Cryptic real estate legal terms together with complicated finance and property vocabulary is enough to make a homebuyer’s head spin. It can take years to learn the apparently endless amount of terms and variables that go into a successful real estate transaction. As fortune would have it, your realtor’s more likely to have to handle such things than you actually are. You should attempt to have at least a little background knowledge of the terms that will inevitably pop up in mortgage negotiations just the same. You need to understand three important terms in particular.

Discount points are where we will begin first. Also known as just simply discount or, in the alternate, points, discount points are part of your closing costs. The homebuyer pays them to guarantee their interest rate is lower. By paying a certain amount of money to the mortgage loan lender, the buyer has bought down their interest rate is how it could be phrased by a realtor. What the lender winds up making on the loan ends up consequently being higher. In addition, a part of the discount points you’re charged can be applied to your taxes. You may want to obtain more facts and in an effort to do so, ask a tax specialist.
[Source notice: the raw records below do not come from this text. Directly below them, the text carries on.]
keyword_table! {
    /// Every markup attribute the dispatcher recognises.
    pub enum AttributeName {
        Class => "class",
        Name => "name",
        Tooltip => "tooltip",
        ViewDataKey => "view-data-key",
        Focusable => "focusable",
        Visible => "visible",
        DelegatesFocus => "delegates-focus",
        PickingMode => "picking-mode",
        UsageHints => "usage-hints",
        TabIndex => "tabindex",
        Style => "style",
        Type => "type",
        IncludeObsoleteValues => "include-obsolete-values",
        BindingPath => "binding-path",
        Text => "text",
        ParseEscapeSequences => "parse-escape-sequences",
        DisplayTooltipWhenElided => "display-tooltip-when-elided",
        EnableRichText => "enable-rich-text",
        Mode => "mode",
        HorizontalScrollerVisibility => "horizontal-scroller-visibility",
        VerticalScrollerVisibility => "vertical-scroller-visibility",
        NestedInteractionKind => "nested-interaction-kind",
        HorizontalPageSize => "horizontal-page-size",
        VerticalPageSize => "vertical-page-size",
        MouseWheelScrollSize => "mouse-wheel-scroll-size",
        TouchScrollType => "touch-scroll-type",
        ScrollDecelerationRate => "scroll-deceleration-rate",
        Elasticity => "elasticity",
        ElasticAnimationIntervalMs => "elastic-animation-interval-ms",
        ShowBorder => "show-border",
        SelectionType => "selection-type",
        ShowAlternatingRowBackgrounds => "show-alternating-row-backgrounds",
        Reorderable => "reorderable",
        HorizontalScrolling => "horizontal-scrolling",
        ShowFoldoutHeader => "show-foldout-header",
        HeaderTitle => "header-title",
        ShowAddRemoveFooter => "show-add-remove-footer",
        ReorderMode => "reorder-mode",
        ShowBoundCollectionSize => "show-bound-collection-size",
        FixedItemHeight => "fixed-item-height",
        VirtualizationMethod => "virtualization-method",
        AutoExpand => "auto-expand",
        Label => "label",
        LowValue => "low-value",
        HighValue => "high-value",
        Value => "value",
        Direction => "direction",
        MaxLength => "max-length",
        Password => "password",
        MaskCharacter => "mask-character",
        ReadOnly => "readonly",
        IsDelayed => "is-delayed",
        HideMobileInput => "hide-mobile-input",
        KeyboardType => "keyboard-type",
        AutoCorrection => "auto-correction",
        Multiline => "multiline",
        PageSize => "page-size",
        ShowInputField => "show-input-field",
        Inverted => "inverted",
        MinValue => "min-value",
        MaxValue => "max-value",
        LowLimit => "low-limit",
        HighLimit => "high-limit",
        Title => "title",
        Index => "index",
        Choices => "choices",
        X => "x",
        Y => "y",
        Z => "z",
        W => "w",
        H => "h",
        CenterX => "cx",
        CenterY => "cy",
        CenterZ => "cz",
        ExtentX => "ex",
        ExtentY => "ey",
        ExtentZ => "ez",
        PositionX => "px",
        PositionY => "py",
        PositionZ => "pz",
        SizeX => "sx",
        SizeY => "sy",
        SizeZ => "sz",
    }
}
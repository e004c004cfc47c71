use std::sync::LazyLock;

use regex::Regex;
use serde::Serialize;
use uibuddy_config::ResourceConfig;

use super::{grouped_tokens, parse_number, require_text};
use crate::error::{Grammar, ParseError, ParseResult};
use crate::tables::MouseCursor;

/// Target of a `url(...)` or `resource(...)` value.
#[derive(Debug, Clone, PartialEq, Eq, Serialize)]
#[serde(tag = "kind", content = "path", rename_all = "snake_case")]
pub enum UrlReference {
    /// Asset path as written; see [`normalize_asset_path`].
    Url(String),
    /// Name passed to the resolver unchanged.
    Resource(String),
}

impl UrlReference {
    /// Path handed to the resource resolver.
    pub fn lookup_path(&self, config: &ResourceConfig) -> String {
        match self {
            UrlReference::Url(path) => normalize_asset_path(path, config),
            UrlReference::Resource(name) => name.clone(),
        }
    }
}

#[derive(Debug, Clone, PartialEq, Serialize)]
#[serde(rename_all = "snake_case")]
pub enum Cursor {
    Builtin(MouseCursor),
    Texture {
        reference: UrlReference,
        hotspot: Option<(f32, f32)>,
    },
}

static REFERENCE: LazyLock<Regex> = LazyLock::new(|| {
    Regex::new(r#"^(?i:(url|resource))\(\s*(?:"([^"]+)"|'([^']+)'|([^"'()\s][^"'()]*?))\s*\)$"#)
        .expect("url reference pattern")
});

/// `url("…")`, `url('…')`, `url(…)` or the same three forms of `resource(…)`.
pub fn parse_url(text: &str) -> ParseResult<UrlReference> {
    let text = require_text(text, Grammar::ImageUrl)?;
    let caps = REFERENCE
        .captures(text)
        .ok_or_else(|| ParseError::invalid(Grammar::ImageUrl, text))?;
    let path = caps
        .get(2)
        .or_else(|| caps.get(3))
        .or_else(|| caps.get(4))
        .map(|found| found.as_str().to_string())
        .ok_or_else(|| ParseError::invalid(Grammar::ImageUrl, text))?;

    if caps[1].eq_ignore_ascii_case("resource") {
        Ok(UrlReference::Resource(path))
    } else {
        Ok(UrlReference::Url(path))
    }
}

/// Strips the configured prefixes (case-insensitive, in order), any query or
/// fragment, and the file extension.
///
/// `project://database/Assets/Textures/image.png` becomes `Textures/image`.
pub fn normalize_asset_path(path: &str, config: &ResourceConfig) -> String {
    let mut path = path.trim();
    if let Some(end) = path.find(['?', '#']) {
        path = &path[..end];
    }
    for prefix in &config.strip_prefixes {
        let matches = path
            .get(..prefix.len())
            .is_some_and(|head| head.eq_ignore_ascii_case(prefix));
        if matches {
            path = &path[prefix.len()..];
        }
    }
    if config.strip_extension {
        let file_start = path.rfind('/').map_or(0, |slash| slash + 1);
        if let Some(dot) = path[file_start..].rfind('.') {
            if file_start + dot > 0 {
                path = &path[..file_start + dot];
            }
        }
    }
    path.to_string()
}

/// A built-in cursor name, or a texture reference with an optional hotspot pair.
pub fn parse_cursor(text: &str) -> ParseResult<Cursor> {
    let text = require_text(text, Grammar::Cursor)?;
    let invalid = || ParseError::invalid(Grammar::Cursor, text);
    let parts = grouped_tokens(text);

    match parts.as_slice() {
        [name] if !name.contains('(') => MouseCursor::lookup(&name.to_ascii_lowercase())
            .map(Cursor::Builtin)
            .ok_or_else(invalid),
        [reference] => Ok(Cursor::Texture {
            reference: parse_url(reference).map_err(|_| invalid())?,
            hotspot: None,
        }),
        [reference, x, y] => {
            let reference = parse_url(reference).map_err(|_| invalid())?;
            let hotspot = match (parse_number(x), parse_number(y)) {
                (Some(x), Some(y)) => (x, y),
                _ => return Err(invalid()),
            };
            Ok(Cursor::Texture {
                reference,
                hotspot: Some(hotspot),
            })
        }
        _ => Err(invalid()),
    }
}
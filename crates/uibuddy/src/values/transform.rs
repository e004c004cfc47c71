use serde::Serialize;

use super::{Length, parse_length, parse_number, require_text, tokens};
use crate::error::{Grammar, ParseError, ParseResult};

#[derive(Debug, Clone, Copy, PartialEq, Eq, Serialize)]
#[serde(rename_all = "snake_case")]
pub enum AngleUnit {
    Degrees,
    Gradians,
    Radians,
    Turns,
}

#[derive(Debug, Clone, Copy, PartialEq, Serialize)]
pub struct Angle {
    pub value: f32,
    pub unit: AngleUnit,
}

impl Angle {
    pub fn to_degrees(self) -> f32 {
        match self.unit {
            AngleUnit::Degrees => self.value,
            AngleUnit::Gradians => self.value * 360.0 / 400.0,
            AngleUnit::Radians => self.value.to_degrees(),
            AngleUnit::Turns => self.value * 360.0,
        }
    }
}

#[derive(Debug, Clone, Copy, PartialEq, Serialize)]
pub struct Scale {
    pub x: f32,
    pub y: f32,
    pub z: f32,
}

#[derive(Debug, Clone, Copy, PartialEq, Serialize)]
pub struct Translate {
    pub x: Length,
    pub y: Length,
}

#[derive(Debug, Clone, Copy, PartialEq, Serialize)]
pub struct TransformOrigin {
    pub x: Length,
    pub y: Length,
}

// `grad` must be tested before `rad`.
const ANGLE_UNITS: [(&str, AngleUnit); 4] = [
    ("deg", AngleUnit::Degrees),
    ("grad", AngleUnit::Gradians),
    ("rad", AngleUnit::Radians),
    ("turn", AngleUnit::Turns),
];

pub fn parse_angle(text: &str) -> ParseResult<Angle> {
    let text = require_text(text, Grammar::Rotation)?;
    let lowered = text.to_ascii_lowercase();
    for (suffix, unit) in ANGLE_UNITS {
        if let Some(number) = lowered.strip_suffix(suffix) {
            return parse_number(number)
                .map(|value| Angle { value, unit })
                .ok_or_else(|| ParseError::invalid(Grammar::Rotation, text));
        }
    }
    Err(ParseError::invalid(Grammar::Rotation, text))
}

/// One component scales both axes; `z` is always 1.
pub fn parse_scale(text: &str) -> ParseResult<Scale> {
    let text = require_text(text, Grammar::Scale)?;
    let component = |token: &str| {
        let parsed = match token.strip_suffix('%') {
            Some(percent) => parse_number(percent).map(|value| value / 100.0),
            None => parse_number(token),
        };
        parsed.ok_or_else(|| ParseError::invalid(Grammar::Scale, text))
    };

    match tokens(text).as_slice() {
        [uniform] => {
            let value = component(*uniform)?;
            Ok(Scale {
                x: value,
                y: value,
                z: 1.0,
            })
        }
        [x, y] => Ok(Scale {
            x: component(*x)?,
            y: component(*y)?,
            z: 1.0,
        }),
        parts => Err(ParseError::TooManyValues {
            grammar: Grammar::Scale,
            max: 2,
            found: parts.len(),
        }),
    }
}

pub fn parse_translate(text: &str) -> ParseResult<Translate> {
    let text = require_text(text, Grammar::Translate)?;
    let (x, y) = pair(text, Grammar::Translate, |token| {
        parse_length(token).map_err(|_| ParseError::invalid(Grammar::Translate, text))
    })?;
    Ok(Translate { x, y })
}

/// Each component is a length or one of `left`, `top`, `center`, `right`, `bottom`.
pub fn parse_transform_origin(text: &str) -> ParseResult<TransformOrigin> {
    let text = require_text(text, Grammar::TransformOrigin)?;
    let (x, y) = pair(text, Grammar::TransformOrigin, |token| {
        match token.to_ascii_lowercase().as_str() {
            "left" | "top" => Ok(Length::Percent(0.0)),
            "center" => Ok(Length::Percent(50.0)),
            "right" | "bottom" => Ok(Length::Percent(100.0)),
            _ => parse_length(token)
                .map_err(|_| ParseError::invalid(Grammar::TransformOrigin, text)),
        }
    })?;
    Ok(TransformOrigin { x, y })
}

/// One component applies to both axes, two are x then y.
fn pair<T: Copy>(
    text: &str,
    grammar: Grammar,
    parse: impl Fn(&str) -> ParseResult<T>,
) -> ParseResult<(T, T)> {
    match tokens(text).as_slice() {
        [both] => {
            let value = parse(*both)?;
            Ok((value, value))
        }
        [x, y] => Ok((parse(*x)?, parse(*y)?)),
        parts => Err(ParseError::TooManyValues {
            grammar,
            max: 2,
            found: parts.len(),
        }),
    }
}
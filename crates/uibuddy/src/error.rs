use std::fmt;

use serde::Serialize;

use crate::widget::WidgetType;

/// Fatal failures: the build is aborted and nothing is returned.
#[derive(Debug, Clone, PartialEq, Eq, thiserror::Error)]
pub enum BuildError {
    #[error("malformed markup: {message}")]
    Malformed { message: String },
    #[error("The XML document does not have a valid root element.")]
    EmptyDocument,
    #[error("Cannot create element for type {name}.")]
    UnknownElement { name: String },
    #[error("The created element is not of type {expected}. Element type is {actual}.")]
    RootTypeMismatch {
        expected: WidgetType,
        actual: WidgetType,
    },
}

impl BuildError {
    pub(crate) fn malformed(message: impl fmt::Display) -> Self {
        BuildError::Malformed {
            message: message.to_string(),
        }
    }
}

/// The value grammar a compiler was asked to parse.
#[derive(Debug, Clone, Copy, PartialEq, Eq, Hash, Serialize)]
pub enum Grammar {
    Color,
    Length,
    Rotation,
    Scale,
    Integer,
    ImageUrl,
    Font,
    Cursor,
    Flex,
    BackgroundPosition,
    BackgroundRepeat,
    BackgroundSize,
    Outline,
    TextShadow,
    TransformOrigin,
    Translate,
    Time,
    Transition,
    EasingFunction,
}

impl Grammar {
    pub fn as_str(self) -> &'static str {
        match self {
            Grammar::Color => "color",
            Grammar::Length => "length",
            Grammar::Rotation => "rotation",
            Grammar::Scale => "scale",
            Grammar::Integer => "integer",
            Grammar::ImageUrl => "image url",
            Grammar::Font => "font",
            Grammar::Cursor => "cursor",
            Grammar::Flex => "flex",
            Grammar::BackgroundPosition => "background position",
            Grammar::BackgroundRepeat => "background repeat",
            Grammar::BackgroundSize => "background size",
            Grammar::Outline => "text outline",
            Grammar::TextShadow => "text shadow",
            Grammar::TransformOrigin => "transform origin",
            Grammar::Translate => "translate",
            Grammar::Time => "time",
            Grammar::Transition => "transition",
            Grammar::EasingFunction => "easing function",
        }
    }
}

impl fmt::Display for Grammar {
    fn fmt(&self, f: &mut fmt::Formatter<'_>) -> fmt::Result {
        f.write_str(self.as_str())
    }
}

/// Structured failure returned by every value compiler.
#[derive(Debug, Clone, PartialEq, Eq, thiserror::Error)]
pub enum ParseError {
    #[error("{0} value cannot be empty")]
    Empty(Grammar),
    #[error("invalid {grammar} value: {text}")]
    Invalid { grammar: Grammar, text: String },
    #[error("percentage based lengths are not supported here: {text}")]
    PercentageUnsupported { text: String },
    #[error("too many {grammar} values: at most {max} allowed, found {found}")]
    TooManyValues {
        grammar: Grammar,
        max: usize,
        found: usize,
    },
    #[error("{grammar} value is missing its {component}")]
    MissingComponent {
        grammar: Grammar,
        component: &'static str,
    },
}

impl ParseError {
    pub(crate) fn invalid(grammar: Grammar, text: &str) -> Self {
        ParseError::Invalid {
            grammar,
            text: text.to_string(),
        }
    }

    /// Grammar the failure belongs to, used to phrase the warning.
    pub fn grammar(&self) -> Grammar {
        match self {
            ParseError::Empty(grammar)
            | ParseError::Invalid { grammar, .. }
            | ParseError::TooManyValues { grammar, .. }
            | ParseError::MissingComponent { grammar, .. } => *grammar,
            ParseError::PercentageUnsupported { .. } => Grammar::Length,
        }
    }
}

pub type ParseResult<T> = Result<T, ParseError>;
Next, we’ll discuss origination points. These points, more frequently referred to as an origination fee, is an initial charge some mortgage lenders opt for. This fee most often gets expressed as a portion taken out of the entire amount of the loan as a whole. If added to the discount points, you can figure out the total amounts charged by the lender in the form of a portion of the whole loan. The main difference between origination points and discount points is that, unlike the latter, origination points don’t vary along with the interest rate.

Yield spread is the final thing that must be discussed. Also acknowledged as a yield spread premium or a YSP, this is the money you pay to a mortgage loan broker (not a mortgage lender) for giving the homebuyer a higher interest rate on a loan in a trade for the reduced initial costs connected with discount and origination points. Yield spreads are frequently and mostly used by loan programs like the VA and FHA, in addition to Government Sponsored Enterprises like Fannie Mae.

There you go! As a non-expert, it’s never unwise to ask your realtor about anything you do not understand, as their knowledge makes them more of an expert in this field. Regardless of their complexity, this general overview should offer you a good background of the meaning behind every term and the ability to apply it to your own situations, as needed.